As far as the economics, the players coming back to play this season is being tied in with the collective bargaining agreement. The good news is that it will secure labor peace in the NHL for a few more years, but the players will end up paying for a long time to make up for revenues that were lost through absolutely no fault of their own. One way or another – through a frozen salary cap, salary rollbacks or escrow payments that will be spread over a number of seasons – the players will have to pay their share.

NHL Players’ Association executive director Don Fehr said on the record early in this process that neither side would use the restarting of the season to gain an economic advantage. But the reality is that the pandemic has created the economic landscape that exists right now. And you have to negotiate based on the economic landscape. So the players might get the Olympics back, but at what price? The owners, who have said all along that they need a salary cap because they take all the financial risks, are essentially telling the players they have to assume the risk for a pandemic for which it was not insured. Although the players, led by Artemi Panarin of the New York Rangers, who said that the escrow system must be fixed before the players even think of hitting the ice again, are starting to find their voice. It will be interesting to see where that goes.

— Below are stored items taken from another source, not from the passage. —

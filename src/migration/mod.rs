//! SeaORM 数据库迁移模块
//!
//! 使用 SeaORM Migration 管理数据库版本

use sea_orm_migration::prelude::*;

mod m20240101_000001_create_permission_tables;

pub struct Migrator;

#[async_trait::async_trait]
impl MigratorTrait for Migrator {
    fn migrations() -> Vec<Box<dyn MigrationTrait>> {
        vec![Box::new(m20240101_000001_create_permission_tables::Migration)]
    }
}
//! 模板授权查询：查询条件、结果行以及内存中的过滤/排序/分页

pub mod group_with_permission;
pub mod query;
pub mod user_with_permission;

pub use group_with_permission::{
    assemble_groups, suppress_anyone_without_permission, GroupRef, GroupWithPermission, ANYONE,
};
pub use query::{Membership, WithPermissionQuery, WithPermissionQueryBuilder, DEFAULT_PAGE_SIZE};
pub use user_with_permission::{assemble_users, UserWithPermission};
pub mod repositories;

#[cfg(test)]
pub(crate) mod fixtures;

use crate::error::TemplateError;
use sea_orm::DbErr;

/// 写入失败时将 UNIQUE 约束冲突转换为 AlreadyExists
pub(crate) fn map_insert_error(err: DbErr, what: impl FnOnce() -> String) -> TemplateError {
    if err.to_string().contains("UNIQUE constraint failed") {
        TemplateError::AlreadyExists(what())
    } else {
        err.into()
    }
}
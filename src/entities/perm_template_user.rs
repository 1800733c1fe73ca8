use sea_orm::entity::prelude::*;
use serde::{Deserialize, Serialize};

/// 模板-用户授权实体
///
/// 对应数据库表 perm_templates_users
#[derive(Clone, Debug, PartialEq, DeriveEntityModel, Eq, Serialize, Deserialize)]
#[sea_orm(table_name = "perm_templates_users")]
pub struct Model {
    #[sea_orm(primary_key)]
    pub id: i64,

    pub user_id: i64,

    pub template_id: i64,

    pub permission_reference: String,

    #[sea_orm(column_type = "TimestampWithTimeZone")]
    pub created_at: ChronoDateTimeWithTimeZone,
}

#[derive(Copy, Clone, Debug, EnumIter, DeriveRelation)]
pub enum Relation {
    #[sea_orm(
        belongs_to = "super::user::Entity",
        from = "Column::UserId",
        to = "super::user::Column::Id"
    )]
    User,
    #[sea_orm(
        belongs_to = "super::permission_template::Entity",
        from = "Column::TemplateId",
        to = "super::permission_template::Column::Id"
    )]
    PermissionTemplate,
}

impl Related<super::user::Entity> for Entity {
    fn to() -> RelationDef {
        Relation::User.def()
    }
}

impl Related<super::permission_template::Entity> for Entity {
    fn to() -> RelationDef {
        Relation::PermissionTemplate.def()
    }
}

impl ActiveModelBehavior for ActiveModel {}
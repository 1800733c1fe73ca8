use super::query::WithPermissionQuery;

/// "Anyone" 组的显示名称，代表所有用户（包括未登录用户）
pub const ANYONE: &str = "Anyone";

/// 查询结果中的组：真实的组，或没有对应数据行的 "Anyone"
#[derive(Debug, Clone, PartialEq, Eq)]
pub enum GroupRef {
    Anyone,
    Named { id: i64, name: String },
}

impl GroupRef {
    pub fn name(&self) -> &str {
        match self {
            GroupRef::Anyone => ANYONE,
            GroupRef::Named { name, .. } => name,
        }
    }

    /// 数据库中的 group_id，Anyone 存储为 NULL
    pub fn id(&self) -> Option<i64> {
        match self {
            GroupRef::Anyone => None,
            GroupRef::Named { id, .. } => Some(*id),
        }
    }

    pub fn is_anyone(&self) -> bool {
        matches!(self, GroupRef::Anyone)
    }

    /// 真实的组不能使用 "Anyone" 作为名称
    pub fn is_reserved_name(name: &str) -> bool {
        name.trim().eq_ignore_ascii_case(ANYONE)
    }
}

/// 组及其在模板上的授权标记
#[derive(Debug, Clone, PartialEq, Eq)]
pub struct GroupWithPermission {
    pub group: GroupRef,
    /// 持有查询的权限时为 Some
    pub permission: Option<String>,
}

impl GroupWithPermission {
    pub fn name(&self) -> &str {
        self.group.name()
    }

    pub fn permission(&self) -> Option<&str> {
        self.permission.as_deref()
    }

    pub fn has_permission(&self) -> bool {
        self.permission.is_some()
    }
}

/// 没有持有权限的 Anyone 不出现在结果中，其他组始终保留
pub fn suppress_anyone_without_permission(rows: Vec<GroupWithPermission>) -> Vec<GroupWithPermission> {
    rows.into_iter()
        .filter(|row| !(row.group.is_anyone() && !row.has_permission()))
        .collect()
}

/// 对数据库取回的行依次执行：Anyone 过滤、名称搜索、membership 过滤、按名称排序、分页
pub fn assemble_groups(
    rows: Vec<GroupWithPermission>,
    query: &WithPermissionQuery,
) -> Vec<GroupWithPermission> {
    let mut rows: Vec<GroupWithPermission> = suppress_anyone_without_permission(rows)
        .into_iter()
        .filter(|row| query.matches_search([row.name()]))
        .filter(|row| query.membership().accepts(row.has_permission()))
        .collect();

    rows.sort_by(|a, b| a.name().cmp(b.name()));
    query.paginate(rows)
}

And this part of it is not fair, but it’s a reality. And that is that hockey teams are appreciating assets and players, for the most part, are depreciating assets. The reason why it’s so costly to become an NHL owner these days is that franchise values have increased multifold, particularly since 2005 when the league achieved cost certainty. Most players, on the other hand, have between three and five years to make their money, and if this is the time that is crucial for them, they lose. While Auston Matthews will peak into his portfolio sometime tomorrow and see that it’s grown by $15.2 million, which is how much he’ll receive in signing bonus, players such as Alexis Lafreniere will pay over the next couple of years for a situation of which they were no part.

The bottom line is this. If the Toronto Maple Leafs are sold in 10 years, the amount the franchise has risen in value will make the COVID-19 crisis a blip on the screen. Not so much for the players, who at first blush to seem to stand to gain a whole lot by going back to work.